■ Exercise prompt: Below are the records; copy each line in which "await" occurs.

(Collected data)
-----
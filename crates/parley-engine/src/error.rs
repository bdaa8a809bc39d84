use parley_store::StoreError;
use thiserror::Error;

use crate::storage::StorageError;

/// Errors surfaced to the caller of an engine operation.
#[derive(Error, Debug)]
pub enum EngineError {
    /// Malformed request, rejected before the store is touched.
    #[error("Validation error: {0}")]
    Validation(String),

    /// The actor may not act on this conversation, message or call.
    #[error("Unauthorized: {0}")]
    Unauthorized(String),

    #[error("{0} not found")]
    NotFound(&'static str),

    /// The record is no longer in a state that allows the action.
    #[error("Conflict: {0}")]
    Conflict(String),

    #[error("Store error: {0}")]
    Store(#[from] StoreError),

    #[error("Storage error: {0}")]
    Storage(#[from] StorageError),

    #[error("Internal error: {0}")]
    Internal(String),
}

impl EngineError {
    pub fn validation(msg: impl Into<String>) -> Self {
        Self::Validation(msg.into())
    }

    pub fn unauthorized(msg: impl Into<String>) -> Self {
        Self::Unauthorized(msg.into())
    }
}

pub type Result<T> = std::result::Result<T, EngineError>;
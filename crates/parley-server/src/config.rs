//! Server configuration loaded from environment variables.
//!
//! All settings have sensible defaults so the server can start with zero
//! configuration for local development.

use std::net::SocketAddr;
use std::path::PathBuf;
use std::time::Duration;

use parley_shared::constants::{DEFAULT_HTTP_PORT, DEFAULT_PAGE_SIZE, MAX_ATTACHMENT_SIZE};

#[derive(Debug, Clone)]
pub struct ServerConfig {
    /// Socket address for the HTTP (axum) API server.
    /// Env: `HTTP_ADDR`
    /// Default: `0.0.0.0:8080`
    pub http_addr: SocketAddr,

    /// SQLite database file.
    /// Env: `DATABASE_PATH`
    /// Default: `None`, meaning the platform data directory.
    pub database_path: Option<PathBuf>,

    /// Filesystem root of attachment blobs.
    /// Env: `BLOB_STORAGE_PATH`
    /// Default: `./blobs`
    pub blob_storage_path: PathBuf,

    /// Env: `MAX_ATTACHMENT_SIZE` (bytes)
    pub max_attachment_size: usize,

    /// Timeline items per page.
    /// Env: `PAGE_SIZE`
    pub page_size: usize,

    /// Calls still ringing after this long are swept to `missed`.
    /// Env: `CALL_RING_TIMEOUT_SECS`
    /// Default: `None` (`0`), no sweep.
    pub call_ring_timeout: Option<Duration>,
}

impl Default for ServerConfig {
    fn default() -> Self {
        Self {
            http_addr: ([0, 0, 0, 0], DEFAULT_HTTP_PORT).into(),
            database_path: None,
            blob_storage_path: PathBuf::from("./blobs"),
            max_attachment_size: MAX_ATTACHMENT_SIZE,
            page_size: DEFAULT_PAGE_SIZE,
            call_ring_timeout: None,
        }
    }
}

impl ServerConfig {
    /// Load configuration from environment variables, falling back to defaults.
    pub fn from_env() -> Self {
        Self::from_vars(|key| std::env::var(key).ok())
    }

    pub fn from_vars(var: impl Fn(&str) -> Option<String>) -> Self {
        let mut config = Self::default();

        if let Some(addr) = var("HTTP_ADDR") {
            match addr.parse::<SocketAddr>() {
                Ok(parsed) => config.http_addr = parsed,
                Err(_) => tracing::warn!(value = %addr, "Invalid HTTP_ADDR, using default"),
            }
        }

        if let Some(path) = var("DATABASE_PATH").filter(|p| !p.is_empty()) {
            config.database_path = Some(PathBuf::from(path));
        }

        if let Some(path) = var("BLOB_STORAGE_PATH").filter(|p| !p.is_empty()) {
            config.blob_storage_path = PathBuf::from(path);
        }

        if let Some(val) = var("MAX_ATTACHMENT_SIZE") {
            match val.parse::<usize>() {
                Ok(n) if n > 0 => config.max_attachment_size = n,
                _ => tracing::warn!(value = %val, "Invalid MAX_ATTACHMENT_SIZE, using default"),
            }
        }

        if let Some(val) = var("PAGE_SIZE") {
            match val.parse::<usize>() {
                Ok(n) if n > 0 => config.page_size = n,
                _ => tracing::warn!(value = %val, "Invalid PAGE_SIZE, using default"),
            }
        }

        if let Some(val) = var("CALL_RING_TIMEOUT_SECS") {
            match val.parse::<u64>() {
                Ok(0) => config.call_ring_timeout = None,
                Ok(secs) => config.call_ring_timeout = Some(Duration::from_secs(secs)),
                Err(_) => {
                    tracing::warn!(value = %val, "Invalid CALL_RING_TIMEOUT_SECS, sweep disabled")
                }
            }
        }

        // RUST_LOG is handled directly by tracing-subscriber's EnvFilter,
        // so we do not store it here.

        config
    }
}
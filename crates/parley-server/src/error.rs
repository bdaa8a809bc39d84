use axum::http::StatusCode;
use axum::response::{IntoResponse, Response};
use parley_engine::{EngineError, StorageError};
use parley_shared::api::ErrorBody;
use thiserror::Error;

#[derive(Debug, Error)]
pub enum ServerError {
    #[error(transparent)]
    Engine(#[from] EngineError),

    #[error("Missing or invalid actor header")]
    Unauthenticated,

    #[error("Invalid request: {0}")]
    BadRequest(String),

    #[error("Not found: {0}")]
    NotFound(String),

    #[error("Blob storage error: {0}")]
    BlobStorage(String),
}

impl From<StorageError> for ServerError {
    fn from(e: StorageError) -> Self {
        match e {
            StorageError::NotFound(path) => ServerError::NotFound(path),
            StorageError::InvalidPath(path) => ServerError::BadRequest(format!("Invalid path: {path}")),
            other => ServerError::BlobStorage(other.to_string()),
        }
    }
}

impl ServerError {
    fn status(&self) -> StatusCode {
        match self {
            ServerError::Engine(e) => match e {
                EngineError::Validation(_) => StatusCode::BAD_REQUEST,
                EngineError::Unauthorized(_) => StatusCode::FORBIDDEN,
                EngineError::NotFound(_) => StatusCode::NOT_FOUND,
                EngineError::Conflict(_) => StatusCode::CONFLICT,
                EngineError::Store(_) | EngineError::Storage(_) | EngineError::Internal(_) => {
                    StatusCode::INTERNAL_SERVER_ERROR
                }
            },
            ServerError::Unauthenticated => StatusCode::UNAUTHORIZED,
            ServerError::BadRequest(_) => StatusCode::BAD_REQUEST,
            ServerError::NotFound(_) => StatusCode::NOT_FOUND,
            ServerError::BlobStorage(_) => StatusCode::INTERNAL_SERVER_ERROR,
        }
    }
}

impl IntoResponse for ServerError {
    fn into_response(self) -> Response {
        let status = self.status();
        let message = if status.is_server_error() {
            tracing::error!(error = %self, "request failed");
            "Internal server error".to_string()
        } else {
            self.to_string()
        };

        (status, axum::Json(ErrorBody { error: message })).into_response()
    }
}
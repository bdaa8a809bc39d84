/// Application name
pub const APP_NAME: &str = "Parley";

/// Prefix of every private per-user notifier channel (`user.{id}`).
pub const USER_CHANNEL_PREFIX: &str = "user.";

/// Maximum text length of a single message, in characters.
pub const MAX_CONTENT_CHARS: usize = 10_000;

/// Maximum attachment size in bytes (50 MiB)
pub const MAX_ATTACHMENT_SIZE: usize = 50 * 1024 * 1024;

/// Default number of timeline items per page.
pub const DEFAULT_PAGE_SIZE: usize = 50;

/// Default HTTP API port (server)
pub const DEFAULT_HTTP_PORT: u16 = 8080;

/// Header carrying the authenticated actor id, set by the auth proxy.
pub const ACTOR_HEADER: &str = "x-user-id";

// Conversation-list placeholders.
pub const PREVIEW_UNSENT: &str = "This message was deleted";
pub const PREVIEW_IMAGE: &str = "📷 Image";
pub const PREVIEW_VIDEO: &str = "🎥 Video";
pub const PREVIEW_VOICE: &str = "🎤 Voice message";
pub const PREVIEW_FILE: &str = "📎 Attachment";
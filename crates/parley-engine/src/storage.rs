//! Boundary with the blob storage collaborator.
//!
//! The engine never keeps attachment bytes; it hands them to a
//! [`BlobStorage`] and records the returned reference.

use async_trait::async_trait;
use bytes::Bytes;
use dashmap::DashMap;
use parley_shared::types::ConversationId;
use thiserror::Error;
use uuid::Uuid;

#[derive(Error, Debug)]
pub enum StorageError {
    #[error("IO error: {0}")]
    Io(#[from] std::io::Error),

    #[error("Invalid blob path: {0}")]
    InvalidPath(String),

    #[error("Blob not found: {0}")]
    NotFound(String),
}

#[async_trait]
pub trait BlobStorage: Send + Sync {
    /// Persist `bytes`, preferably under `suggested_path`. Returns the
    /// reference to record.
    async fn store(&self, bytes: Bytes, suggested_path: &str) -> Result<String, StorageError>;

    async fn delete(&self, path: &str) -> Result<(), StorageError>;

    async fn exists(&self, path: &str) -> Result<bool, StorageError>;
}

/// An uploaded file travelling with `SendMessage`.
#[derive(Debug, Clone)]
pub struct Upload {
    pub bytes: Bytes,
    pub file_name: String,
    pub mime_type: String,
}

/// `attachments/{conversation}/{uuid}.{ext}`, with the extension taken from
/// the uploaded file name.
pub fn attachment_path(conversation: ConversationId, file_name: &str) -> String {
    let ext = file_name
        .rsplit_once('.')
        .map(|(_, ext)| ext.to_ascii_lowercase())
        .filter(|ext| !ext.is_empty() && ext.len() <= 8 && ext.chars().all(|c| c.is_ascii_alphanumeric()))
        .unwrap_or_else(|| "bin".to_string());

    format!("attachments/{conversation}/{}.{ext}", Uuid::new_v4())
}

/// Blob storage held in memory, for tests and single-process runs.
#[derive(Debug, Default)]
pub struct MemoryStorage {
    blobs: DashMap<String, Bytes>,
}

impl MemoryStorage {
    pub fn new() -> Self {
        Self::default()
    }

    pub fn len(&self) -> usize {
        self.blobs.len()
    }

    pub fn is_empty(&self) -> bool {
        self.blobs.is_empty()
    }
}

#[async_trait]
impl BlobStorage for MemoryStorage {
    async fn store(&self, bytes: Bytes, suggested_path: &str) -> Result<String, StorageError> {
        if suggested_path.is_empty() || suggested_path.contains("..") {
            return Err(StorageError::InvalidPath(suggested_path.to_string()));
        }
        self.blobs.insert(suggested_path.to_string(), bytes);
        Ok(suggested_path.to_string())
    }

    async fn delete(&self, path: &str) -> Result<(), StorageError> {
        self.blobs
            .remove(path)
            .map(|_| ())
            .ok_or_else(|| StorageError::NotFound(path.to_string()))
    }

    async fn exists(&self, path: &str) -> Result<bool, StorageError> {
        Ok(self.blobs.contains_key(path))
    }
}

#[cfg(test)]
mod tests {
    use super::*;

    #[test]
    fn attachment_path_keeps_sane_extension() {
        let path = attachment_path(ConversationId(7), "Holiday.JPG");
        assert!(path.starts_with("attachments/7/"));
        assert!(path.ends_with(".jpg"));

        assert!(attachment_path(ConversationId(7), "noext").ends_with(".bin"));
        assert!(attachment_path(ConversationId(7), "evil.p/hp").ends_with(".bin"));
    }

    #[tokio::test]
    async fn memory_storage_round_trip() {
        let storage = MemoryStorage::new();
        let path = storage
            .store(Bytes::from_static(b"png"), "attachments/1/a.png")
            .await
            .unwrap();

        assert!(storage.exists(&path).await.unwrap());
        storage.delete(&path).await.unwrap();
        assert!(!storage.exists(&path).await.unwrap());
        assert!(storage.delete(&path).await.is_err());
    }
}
-----
■ Task response:
            .await
        assert!(storage.exists(&path).await.unwrap());
        storage.delete(&path).await.unwrap();
        assert!(!storage.exists(&path).await.unwrap());
        assert!(storage.delete(&path).await.is_err());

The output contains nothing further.